The buildup will likely increase the deployment of advanced craft, including stealth snowmobiles and the unmanned aerial vehicles, DefenseNews.com reported.
An increasing number of aviation and defense industries are joining the competition to win Canadian military contracts for a range of equipment aimed at increasing Canada's capability in the arctic region.
Canada conducted military exercises in Norway earlier this year to test its capability in severe weather conditions and will follow up with training exercises on its own territory.
A new arctic training base will push the military exercises forward and is part of a plan that includes acquisitions of new patrol craft and a Polar class icebreaker. The all-terrain vehicles will form a new fleet expected to cost $2.92 billion.

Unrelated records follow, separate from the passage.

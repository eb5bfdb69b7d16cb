#![forbid(unsafe_code)]

use axum::Router;
use axum::extract::{Path, State};
use axum::http::{HeaderMap, StatusCode, header};
use axum::response::{IntoResponse, Response};
use axum::routing::{get, patch, post};
use axum::Json;
use roomcast_domain::{Identity, Room, RoomId, UserId, UserProfile};
use roomcast_protocol::{MessageView, RoomView, UserView};
use serde::Deserialize;
use serde_json::json;
use tracing::error;

use crate::server::store::{Store, StoreError};
use crate::server::{AppState, access, auth};

/// The request-response boundary: registration, token issue, room CRUD,
/// membership management, and history/send over plain HTTP. These handlers
/// are the sole writers of user records and go through the same gateway as
/// the live protocol, so both surfaces observe one consistent store.
pub fn router() -> Router<AppState> {
	Router::new()
		.route("/register", post(register))
		.route("/token", post(token))
		.route("/users", get(user_list))
		.route("/rooms", get(room_list).post(create_room))
		.route("/rooms/{pk}/members", patch(add_members))
		.route("/rooms/{pk}/messages", get(room_messages).post(send_message))
}

#[derive(Debug, thiserror::Error)]
pub enum ApiError {
	#[error("authentication required")]
	Unauthorized,

	#[error("{0}")]
	Forbidden(String),

	#[error("{0}")]
	Validation(String),

	#[error(transparent)]
	Store(#[from] StoreError),

	#[error("password hashing failed")]
	Bcrypt(#[from] bcrypt::BcryptError),
}

impl IntoResponse for ApiError {
	fn into_response(self) -> Response {
		let (status, message) = match &self {
			ApiError::Unauthorized => (StatusCode::UNAUTHORIZED, self.to_string()),
			ApiError::Forbidden(_) => (StatusCode::FORBIDDEN, self.to_string()),
			ApiError::Validation(_) => (StatusCode::BAD_REQUEST, self.to_string()),
			ApiError::Store(StoreError::RoomNotFound) | ApiError::Store(StoreError::UserNotFound) => {
				(StatusCode::NOT_FOUND, self.to_string())
			}
			ApiError::Store(StoreError::Database(e)) => {
				error!(error = %e, "storage error while handling request");
				(StatusCode::INTERNAL_SERVER_ERROR, "storage temporarily unavailable".to_string())
			}
			ApiError::Store(_) => (StatusCode::BAD_REQUEST, self.to_string()),
			ApiError::Bcrypt(e) => {
				error!(error = %e, "bcrypt failure");
				(StatusCode::INTERNAL_SERVER_ERROR, self.to_string())
			}
		};

		(status, Json(json!({ "status": "error", "message": message }))).into_response()
	}
}

fn bearer_token(headers: &HeaderMap) -> Option<String> {
	headers
		.get(header::AUTHORIZATION)?
		.to_str()
		.ok()?
		.strip_prefix("Bearer ")
		.map(str::trim)
		.map(str::to_string)
}

async fn require_user(state: &AppState, headers: &HeaderMap) -> Result<UserProfile, ApiError> {
	let token = bearer_token(headers);
	let identity = auth::resolve_identity(
		&state.store,
		token.as_deref(),
		state.settings.auth_hmac_secret.expose(),
	)
	.await;

	identity.user().cloned().ok_or(ApiError::Unauthorized)
}

/// Assemble the full serialized room, relations included.
pub(crate) async fn build_room_view(store: &Store, room: &Room) -> Result<RoomView, StoreError> {
	let creator = store.get_user(room.creator).await?;
	let users = store.room_member_profiles(room.id).await?;
	let messages = store.list_messages(room.id).await?.iter().map(MessageView::from).collect();

	Ok(RoomView::new(room, &creator, &users, messages))
}

#[derive(Debug, Deserialize)]
struct RegisterRequest {
	email: String,
	username: String,
	password: String,
}

async fn register(State(state): State<AppState>, Json(req): Json<RegisterRequest>) -> Result<Response, ApiError> {
	let email = req.email.trim();
	let username = req.username.trim();

	if email.is_empty() || !email.contains('@') {
		return Err(ApiError::Validation("a valid email address is required".to_string()));
	}
	if username.is_empty() {
		return Err(ApiError::Validation("username must not be empty".to_string()));
	}
	if req.password.is_empty() {
		return Err(ApiError::Validation("password must not be empty".to_string()));
	}

	let password_hash = bcrypt::hash(&req.password, bcrypt::DEFAULT_COST)?;
	let user = state.store.create_user(email, username, &password_hash).await?;

	metrics::counter!("roomcast_server_users_registered_total").increment(1);

	Ok((
		StatusCode::CREATED,
		Json(json!({
			"status": "success",
			"message": "User created successfully",
			"user": UserView::from(&user),
		})),
	)
		.into_response())
}

#[derive(Debug, Deserialize)]
struct TokenRequest {
	email: String,
	password: String,
}

async fn token(State(state): State<AppState>, Json(req): Json<TokenRequest>) -> Result<Response, ApiError> {
	let (user, password_hash) = match state.store.user_by_email(req.email.trim()).await {
		Ok(found) => found,
		Err(StoreError::UserNotFound) => return Err(ApiError::Unauthorized),
		Err(e) => return Err(e.into()),
	};

	if !bcrypt::verify(&req.password, &password_hash)? {
		return Err(ApiError::Unauthorized);
	}

	let token = auth::issue_token(
		user.id,
		state.settings.auth_hmac_secret.expose(),
		state.settings.token_ttl,
	);

	Ok(Json(json!({
		"status": "success",
		"token": token,
		"user": UserView::from(&user),
	}))
	.into_response())
}

async fn user_list(State(state): State<AppState>, headers: HeaderMap) -> Result<Response, ApiError> {
	require_user(&state, &headers).await?;

	let users = state.store.list_users().await?;
	let users = users.iter().map(UserView::from).collect::<Vec<_>>();

	Ok(Json(json!({ "status": "success", "users": users })).into_response())
}

#[derive(Debug, Deserialize)]
struct CreateRoomRequest {
	#[serde(default)]
	name: Option<String>,
	#[serde(default)]
	is_private: bool,
	#[serde(default)]
	is_group: bool,
}

async fn create_room(
	State(state): State<AppState>,
	headers: HeaderMap,
	Json(req): Json<CreateRoomRequest>,
) -> Result<Response, ApiError> {
	let user = require_user(&state, &headers).await?;

	let room = state
		.store
		.create_room(req.name.as_deref(), req.is_private, req.is_group, user.id)
		.await?;
	let view = build_room_view(&state.store, &room).await?;

	Ok((
		StatusCode::CREATED,
		Json(json!({
			"status": "success",
			"message": "Room created",
			"room": view,
		})),
	)
		.into_response())
}

async fn room_list(State(state): State<AppState>, headers: HeaderMap) -> Result<Response, ApiError> {
	let user = require_user(&state, &headers).await?;

	let rooms = state.store.rooms_created_by(user.id).await?;
	let mut views = Vec::with_capacity(rooms.len());
	for room in &rooms {
		views.push(build_room_view(&state.store, room).await?);
	}

	Ok(Json(json!({ "status": "success", "rooms": views })).into_response())
}

#[derive(Debug, Deserialize)]
struct AddUsersRequest {
	user_ids: Vec<i64>,
}

async fn add_members(
	State(state): State<AppState>,
	Path(pk): Path<i64>,
	headers: HeaderMap,
	Json(req): Json<AddUsersRequest>,
) -> Result<Response, ApiError> {
	let user = require_user(&state, &headers).await?;
	let room = state.store.get_room(RoomId::new(pk)).await?;

	if room.creator != user.id {
		return Err(ApiError::Forbidden("only the creator can add new users".to_string()));
	}
	if req.user_ids.is_empty() {
		return Err(ApiError::Validation("user_ids must not be empty".to_string()));
	}

	// Validate every id before mutating anything.
	let ids = req.user_ids.iter().map(|id| UserId::new(*id)).collect::<Vec<_>>();
	let missing = state.store.missing_users(&ids).await?;
	if !missing.is_empty() {
		let missing = missing.iter().map(|id| id.as_i64().to_string()).collect::<Vec<_>>();
		return Err(ApiError::Validation(format!(
			"user(s) with id(s) {} do not exist",
			missing.join(", ")
		)));
	}

	let mut added = Vec::new();
	for id in ids {
		if state.store.add_member(room.id, id).await? {
			added.push(state.store.get_user(id).await?.username);
		}
	}

	Ok(Json(json!({
		"status": "success",
		"message": format!("Added users {} to the room", added.join(", ")),
	}))
	.into_response())
}

async fn room_messages(State(state): State<AppState>, Path(pk): Path<i64>, headers: HeaderMap) -> Result<Response, ApiError> {
	let user = require_user(&state, &headers).await?;
	let room = state.store.get_room(RoomId::new(pk)).await?;

	if !access::can_access(&Identity::User(user), &room) {
		return Err(ApiError::Forbidden("not a member of this room".to_string()));
	}

	let messages = state.store.list_messages(room.id).await?;
	let messages = messages.iter().map(MessageView::from).collect::<Vec<_>>();

	Ok(Json(json!({ "status": "success", "messages": messages })).into_response())
}

#[derive(Debug, Deserialize)]
struct SendMessageRequest {
	message: String,
}

async fn send_message(
	State(state): State<AppState>,
	Path(pk): Path<i64>,
	headers: HeaderMap,
	Json(req): Json<SendMessageRequest>,
) -> Result<Response, ApiError> {
	let user = require_user(&state, &headers).await?;
	let room = state.store.get_room(RoomId::new(pk)).await?;

	if !access::can_send(&Identity::User(user.clone()), &room) {
		return Err(ApiError::Forbidden("not a member of this room".to_string()));
	}

	// Same gateway primitive as the live protocol, so the change event
	// reaches ws subscribers exactly as an in-session send would.
	let message = state.store.create_message(room.id, user.id, &req.message).await?;

	Ok((
		StatusCode::CREATED,
		Json(json!({
			"status": "success",
			"message": MessageView::from(&message),
		})),
	)
		.into_response())
}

The current estimates for the icebreaker exceed $680 million.
Northrop Grumman is in line to try and sell a fleet of Global Hawk UAVs capable of patrolling the arctic region.
Amid continuing controversy over Canadian plans for the purchase of multiples of Lockheed Martin F-35 Joint Strike Fighter the government of Prime Minister Stephen Harper is treading cautiously over the arctic defense program.
At the same time, however, Harper's government is keen to project Canadian sovereignty over arctic territories designated as part of Canada.
General Dynamics Land Systems-Canada and ST Kinetics, a Singapore firm, also have their eye on the Army project and have joined forces to promote the Bronco New-Generation Marginal Terrain Vehicle, DefenseNews.com said.
Arktos Developments, an amphibious craft manufacturer from Surrey, British Columbia, is aiming to market its amphibious craft to operate in tandem with the patrol boats and the planned icebreaker.
Other plans for Canada's arctic defense include a stealth snowmobile with a hybrid gas-electric engine.
Harper first unveiled his arctic military development program in 2007, when he said, "Canada has a choice when it comes to defending our sovereignty over the Arctic; we either use it or lose it."
He said exploration of the arctic energy and mineral resources was critical to Canada's growth. A 500-member force will be focused on defense of the arctic and assertion of Canadian sovereignty.